Disebutkan dalam Shahihain sebagai berikut:

عَنْ عَائِشَةَ رَضِيَ اللَّهُ عَنْهَا، أَنَّ النَّبِيَّ صَلَّى اللهُ عَلَيْهِ وَسَلَّمَ، قَالَ: «لِلْوَزَغِ الفُوَيْسِقُ»

Dari ‘Aisyah Radhiallahu ‘Anha, bahwa Nabi Shallallahu ‘Alaihi wa Sallam bersabda  tentang Cicak adalah Al Fuwaisiq. (HR. Bukhari No. 3306, Muslim, 145/2239)

Harmalah –salah satu perawi dalam hadits ini dalam riwayat Muslim- berkata: bahwa ‘Aisyah berkata:

وَلَمْ أَسْمَعْهُ أَمَرَ بِقَتْلِهِ
    
Aku tidak mendengar dari nabi tentang perintah membunuhnya (cicak). (Riwayat Muslim, Ibid)

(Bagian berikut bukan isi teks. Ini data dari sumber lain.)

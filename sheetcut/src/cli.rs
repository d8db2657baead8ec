//! Command-line driver
//!
//! Maps flags onto [`SegmentOptions`], segments every input in parallel and
//! writes the accepted segments through a [`SegmentWriter`].

use anyhow::{Context, Result};
use clap::Parser;
use rayon::prelude::*;
use sheetcut_io::{OutputFormat, SegmentWriter, read_image};
use sheetcut_layout::{SegmentOptions, SegmentPipeline};
use std::collections::HashSet;
use std::path::{Path, PathBuf};
use tracing::{error, info};

/// Split composite images at blank seams and crop each piece to its content
#[derive(Parser, Debug, Clone)]
#[command(name = "sheetcut", version, about)]
pub struct Args {
    /// Input images (PNG, JPEG or binary PNM)
    #[arg(required = true)]
    pub inputs: Vec<PathBuf>,

    /// Directory for segment files
    #[arg(short, long, default_value = "processed")]
    pub output_dir: PathBuf,

    /// Write lossless PNG instead of JPEG
    #[arg(long)]
    pub png: bool,

    /// JPEG quality (1-100)
    #[arg(long, default_value_t = 95, value_parser = clap::value_parser!(u8).range(1..=100))]
    pub quality: u8,

    /// Mean intensity at or above which a row or column is blank
    #[arg(long, default_value_t = 245)]
    pub blank_threshold: u8,

    /// Shortest blank run that separates two pieces
    #[arg(long, default_value_t = 5)]
    pub min_blank_run: u32,

    /// Pieces whose shorter side is below this are discarded
    #[arg(long, default_value_t = 250)]
    pub min_segment_size: u32,

    /// Smallest shorter side allowed after blank margin removal
    #[arg(long, default_value_t = 250)]
    pub min_content_size: u32,

    /// Colour distance from the background above which a pixel is content
    #[arg(long, default_value_t = 30)]
    pub tolerance: u32,

    /// Pixels trimmed from every edge after cropping
    #[arg(long, default_value_t = 2)]
    pub final_trim: u32,

    /// Side of the square closing element
    #[arg(long, default_value_t = 15)]
    pub close_size: u32,
}

impl Args {
    /// Segmentation options described by the flags
    pub fn segment_options(&self) -> SegmentOptions {
        SegmentOptions::default()
            .with_blank_threshold(self.blank_threshold)
            .with_min_blank_run(self.min_blank_run)
            .with_min_segment_size(self.min_segment_size)
            .with_min_content_size(self.min_content_size)
            .with_tolerance(self.tolerance)
            .with_final_trim(self.final_trim)
            .with_close_size(self.close_size)
    }

    /// Output encoding described by the flags
    pub fn output_format(&self) -> OutputFormat {
        if self.png {
            OutputFormat::Png
        } else {
            OutputFormat::Jpeg {
                quality: self.quality,
            }
        }
    }
}

/// Outcome of a batch run
#[derive(Debug, Default)]
pub struct Summary {
    /// Files written, in input order
    pub written: Vec<PathBuf>,
    /// Inputs that failed
    pub failed: Vec<PathBuf>,
}

/// Install a `tracing` subscriber filtered by `RUST_LOG` (default `info`).
pub fn init_tracing() {
    use tracing_subscriber::{EnvFilter, layer::SubscriberExt, util::SubscriberInitExt};

    let filter = EnvFilter::try_from_default_env().unwrap_or_else(|_| EnvFilter::new("info"));
    tracing_subscriber::registry()
        .with(filter)
        .with(tracing_subscriber::fmt::layer().with_target(false))
        .init();
}

/// File stem of `path`, or `image` when it has none.
fn file_stem(path: &Path) -> &str {
    path.file_stem()
        .and_then(|s| s.to_str())
        .unwrap_or("image")
}

/// Output stems for `inputs`, one per input and pairwise distinct.
///
/// The first input with a given file stem keeps it; later ones get `_2`,
/// `_3`, ... appended, skipping any name already taken, so inputs such as
/// `a/x.png` and `b/x.png` never write to the same segment files.
pub fn output_stems(inputs: &[PathBuf]) -> Vec<String> {
    let mut used = HashSet::new();
    inputs
        .iter()
        .map(|path| {
            let base = file_stem(path);
            let mut stem = base.to_string();
            let mut k = 2;
            while !used.insert(stem.clone()) {
                stem = format!("{}_{}", base, k);
                k += 1;
            }
            stem
        })
        .collect()
}

/// Segment one file and write its segments as `<stem>_segment_<n>`.
///
/// Segments are numbered by their position among all pieces the splitter
/// produced, so a piece rejected by the final size gate leaves a gap.
pub fn process_file(
    path: &Path,
    stem: &str,
    pipeline: &SegmentPipeline,
    writer: &SegmentWriter,
) -> Result<Vec<PathBuf>> {
    let raster = read_image(path).with_context(|| format!("failed to read {}", path.display()))?;

    let segments = pipeline
        .run_with_regions(&raster)
        .with_context(|| format!("failed to segment {}", path.display()))?;
    if segments.is_empty() {
        info!(input = %path.display(), "no segments large enough");
    }

    segments
        .iter()
        .map(|seg| {
            writer
                .write_segment(stem, seg.index + 1, &seg.raster)
                .with_context(|| format!("failed to write segment {} of {}", seg.index + 1, path.display()))
        })
        .collect()
}

/// Process every input in parallel.
///
/// A failing input is logged and recorded in [`Summary::failed`]; the others
/// still run.
pub fn run(args: &Args) -> Result<Summary> {
    let pipeline = SegmentPipeline::new(args.segment_options()).context("invalid options")?;
    let writer = SegmentWriter::new(&args.output_dir, args.output_format()).with_context(|| {
        format!("failed to create output directory {}", args.output_dir.display())
    })?;

    let stems = output_stems(&args.inputs);
    let results: Vec<_> = args
        .inputs
        .par_iter()
        .zip(stems.par_iter())
        .map(|(path, stem)| (path, process_file(path, stem, &pipeline, &writer)))
        .collect();

    let mut summary = Summary::default();
    for (path, result) in results {
        match result {
            Ok(paths) => summary.written.extend(paths),
            Err(e) => {
                error!(input = %path.display(), "{:#}", e);
                summary.failed.push(path.clone());
            }
        }
    }

    info!(
        inputs = args.inputs.len(),
        written = summary.written.len(),
        failed = summary.failed.len(),
        "done"
    );
    Ok(summary)
}

#[cfg(test)]
mod tests {
    use super::*;

    #[test]
    fn test_defaults_match_segment_options() {
        let args = Args::parse_from(["sheetcut", "a.jpg"]);
        assert_eq!(args.segment_options(), SegmentOptions::default());
        assert_eq!(args.output_format(), OutputFormat::Jpeg { quality: 95 });
        assert_eq!(args.output_dir, PathBuf::from("processed"));
    }

    #[test]
    fn test_flags() {
        let args = Args::parse_from([
            "sheetcut",
            "--png",
            "--min-segment-size",
            "100",
            "--close-size",
            "9",
            "-o",
            "out",
            "a.png",
            "b.png",
        ]);
        assert_eq!(args.inputs.len(), 2);
        assert_eq!(args.output_format(), OutputFormat::Png);
        let opts = args.segment_options();
        assert_eq!(opts.min_segment_size, 100);
        assert_eq!(opts.close_size, 9);
        assert_eq!(args.output_dir, PathBuf::from("out"));
    }

    #[test]
    fn test_output_stems_unique() {
        let inputs: Vec<PathBuf> = ["a/x.png", "b/x.jpg", "x_2.png", "c/x.png", "y.png"]
            .iter()
            .map(PathBuf::from)
            .collect();
        let stems = output_stems(&inputs);
        assert_eq!(stems, vec!["x", "x_2", "x_2_2", "x_3", "y"]);
    }

    #[test]
    fn test_output_stems_repeated_path() {
        let inputs = vec![PathBuf::from("x.png"), PathBuf::from("x.png")];
        assert_eq!(output_stems(&inputs), vec!["x", "x_2"]);
    }

    #[test]
    fn test_quality_range() {
        assert!(Args::try_parse_from(["sheetcut", "--quality", "0", "a.jpg"]).is_err());
        assert!(Args::try_parse_from(["sheetcut"]).is_err());
    }
}
//! Error types for sheetcut-layout

use thiserror::Error;

/// Errors that can occur during segmentation
#[derive(Debug, Error)]
pub enum LayoutError {
    /// Core library error
    #[error("core error: {0}")]
    Core(#[from] sheetcut_core::Error),

    /// Morphology error
    #[error("morphology error: {0}")]
    Morph(#[from] sheetcut_morph::MorphError),

    /// Options that cannot drive the pipeline
    #[error("invalid parameters: {0}")]
    InvalidParameters(String),
}

/// Result type for layout operations
pub type LayoutResult<T> = Result<T, LayoutError>;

Apa yang dikatakan ‘Aisyah Radhiallahu ‘Anha juga disebutkan dalam riwayat Imam Al Bukhari. Namun, berbeda dengan ‘Aisyah, justru sahabat Nabi Shalallahu ‘Alaihi wa Sallam –yaitu Sa’ad bin Abi Waqqash Radhiallahu ‘Anhu- menyangka sebaliknya, bahwa Nabi Shallallahu ‘Alaihi wa Sallam memerintahkan untuk membunuhnya.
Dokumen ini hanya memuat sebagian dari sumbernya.